Jury sides with Gwyneth Paltrow in Utah ski crash trial

Jury sides with Gwyneth Paltrow in Utah ski crash trial
Gwyneth Paltrow reacts to the verdict in the trial over her 2016 ski collision with 76-year-old Terry Sanderson on the final day of her eight-day trial in Park City, Utah, USA, 30 March 2023. Terry Sanderson was suing Gwyneth Paltrow for 300,000 USD, claiming she recklessly crashed into him while the two were skiing on a beginner run at Deer Valley Resort in Park City, Utah in 2016. The jury found Paltrow not liable. EPA-EFE/Rick Bowmer / POOL

March 30 (Reuters) - A jury in Utah ruled on Thursday that Oscar-winning actor Gwyneth Paltrow was not responsible for injuries sustained by a man during a ski slope collision at an upscale Park City resort in 2016.

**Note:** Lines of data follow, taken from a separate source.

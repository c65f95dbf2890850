//! In-Memory Key-Value Store
//!
//! The store has no locking of its own. It is owned by the dispatcher task,
//! which is the only code that ever touches it, so every access is already
//! serialized by construction.

use bytes::Bytes;
use std::collections::HashMap;
use thiserror::Error;

/// Errors a backing store may report for a write.
#[derive(Debug, Error, Clone, PartialEq, Eq)]
pub enum StoreError {
    /// The store is configured with a key limit and it has been reached
    #[error("capacity exceeded: store holds the maximum of {max} keys")]
    CapacityExceeded { max: usize },
}

/// The interface the dispatcher needs from a backing store.
///
/// Writes are fallible so that stores with resource limits can refuse them;
/// reads never fail.
pub trait Store: Send + 'static {
    /// Inserts or overwrites the value stored under `key`.
    fn set(&mut self, key: Bytes, value: Bytes) -> Result<(), StoreError>;

    /// Returns the current value for `key`, if one was ever set.
    fn get(&self, key: &[u8]) -> Option<Bytes>;

    /// Number of keys currently stored.
    fn len(&self) -> usize;

    fn is_empty(&self) -> bool {
        self.len() == 0
    }
}

/// A `HashMap` from byte-string keys to byte-string values.
///
/// Last write wins: a `set` for an existing key replaces its value.
///
/// # Example
///
/// ```
/// use loopkv::storage::{MemoryStore, Store};
/// use bytes::Bytes;
///
/// let mut store = MemoryStore::new();
/// store.set(Bytes::from("name"), Bytes::from("Ariz")).unwrap();
/// assert_eq!(store.get(b"name"), Some(Bytes::from("Ariz")));
/// assert_eq!(store.get(b"missing"), None);
/// ```
#[derive(Debug, Default)]
pub struct MemoryStore {
    data: HashMap<Bytes, Bytes>,
    max_keys: Option<usize>,
}

impl MemoryStore {
    /// Creates an unbounded store.
    pub fn new() -> Self {
        Self::default()
    }

    /// Creates a store that refuses new keys once `max_keys` are held.
    /// Overwriting an existing key is always allowed.
    pub fn with_max_keys(max_keys: usize) -> Self {
        Self {
            data: HashMap::new(),
            max_keys: Some(max_keys),
        }
    }

    /// The configured key limit, if any.
    pub fn max_keys(&self) -> Option<usize> {
        self.max_keys
    }
}

impl Store for MemoryStore {
    fn set(&mut self, key: Bytes, value: Bytes) -> Result<(), StoreError> {
        if let Some(max) = self.max_keys {
            if self.data.len() >= max && !self.data.contains_key(&key) {
                return Err(StoreError::CapacityExceeded { max });
            }
        }

        self.data.insert(key, value);
        Ok(())
    }

    fn get(&self, key: &[u8]) -> Option<Bytes> {
        self.data.get(key).cloned()
    }

    fn len(&self) -> usize {
        self.data.len()
    }
}

#[cfg(test)]
mod tests {
    use super::*;

    #[test]
    fn test_set_and_get() {
        let mut store = MemoryStore::new();

        store.set(Bytes::from("key"), Bytes::from("value")).unwrap();
        assert_eq!(store.get(b"key"), Some(Bytes::from("value")));
    }

    #[test]
    fn test_get_nonexistent() {
        let store = MemoryStore::new();
        assert_eq!(store.get(b"nonexistent"), None);
        assert!(store.is_empty());
    }

    #[test]
    fn test_last_write_wins() {
        let mut store = MemoryStore::new();

        store.set(Bytes::from("key"), Bytes::from("v1")).unwrap();
        store.set(Bytes::from("key"), Bytes::from("v2")).unwrap();

        assert_eq!(store.get(b"key"), Some(Bytes::from("v2")));
        assert_eq!(store.len(), 1);
    }

    #[test]
    fn test_binary_keys_and_values() {
        let mut store = MemoryStore::new();
        let key = Bytes::from(&b"k\x00\xff"[..]);
        let value = Bytes::from(&b"\r\n\x00"[..]);

        store.set(key.clone(), value.clone()).unwrap();
        assert_eq!(store.get(&key), Some(value));
    }

    #[test]
    fn test_key_limit() {
        let mut store = MemoryStore::with_max_keys(2);
        assert_eq!(store.max_keys(), Some(2));
        assert_eq!(MemoryStore::new().max_keys(), None);

        store.set(Bytes::from("a"), Bytes::from("1")).unwrap();
        store.set(Bytes::from("b"), Bytes::from("2")).unwrap();
        assert_eq!(
            store.set(Bytes::from("c"), Bytes::from("3")),
            Err(StoreError::CapacityExceeded { max: 2 })
        );

        // Overwrites do not grow the store
        store.set(Bytes::from("a"), Bytes::from("10")).unwrap();
        assert_eq!(store.get(b"a"), Some(Bytes::from("10")));
        assert_eq!(store.get(b"c"), None);
        assert_eq!(store.len(), 2);
    }

    #[test]
    fn test_many_keys() {
        let mut store = MemoryStore::new();

        for i in 0..1000 {
            let key = Bytes::from(format!("key-{}", i));
            store.set(key, Bytes::from(format!("value-{}", i))).unwrap();
        }

        assert_eq!(store.len(), 1000);
        assert_eq!(store.get(b"key-999"), Some(Bytes::from("value-999")));
    }
}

Terry Sanderson, a retired optometrist, suffered a concussion and four broken ribs in the incident. He said the injuries led to a traumatic brain injury and had sought more than $300,000 in damages from Paltrow at a civil trial.

Sanderson, 76, said a woman he later learned was Paltrow was skiing out of control when she ran into his back and sent him flying on a hill at Deer Valley Resort. A friend of Sanderson’s testified that he saw Paltrow crash into the former doctor.

Paltrow said she did not cause the accident and that it was Sanderson who struck her from behind.

The eight-person jury sided with Paltrow, ruling that Sanderson was 100% at fault, and awarded Paltrow the $1 in symbolic damages that she had asked for in a countersuit.

The “Shakespeare in Love” actor, also known for her Goop lifestyle brand, smiled as the verdict was read. Her attorney said in court that she would not comment on the decision.

During her testimony, Paltrow had told jurors that she was skiing with her two children when “two skis came between my skis, forcing my legs apart, and then there was a body pressing against me and there was a very strange grunting noise.”

Both fell to the ground with Paltrow on top of Sanderson, in a heap of skis and limbs, she said.

“I did not cause the accident, so I cannot be at fault for anything that subsequently happened to him,” she said.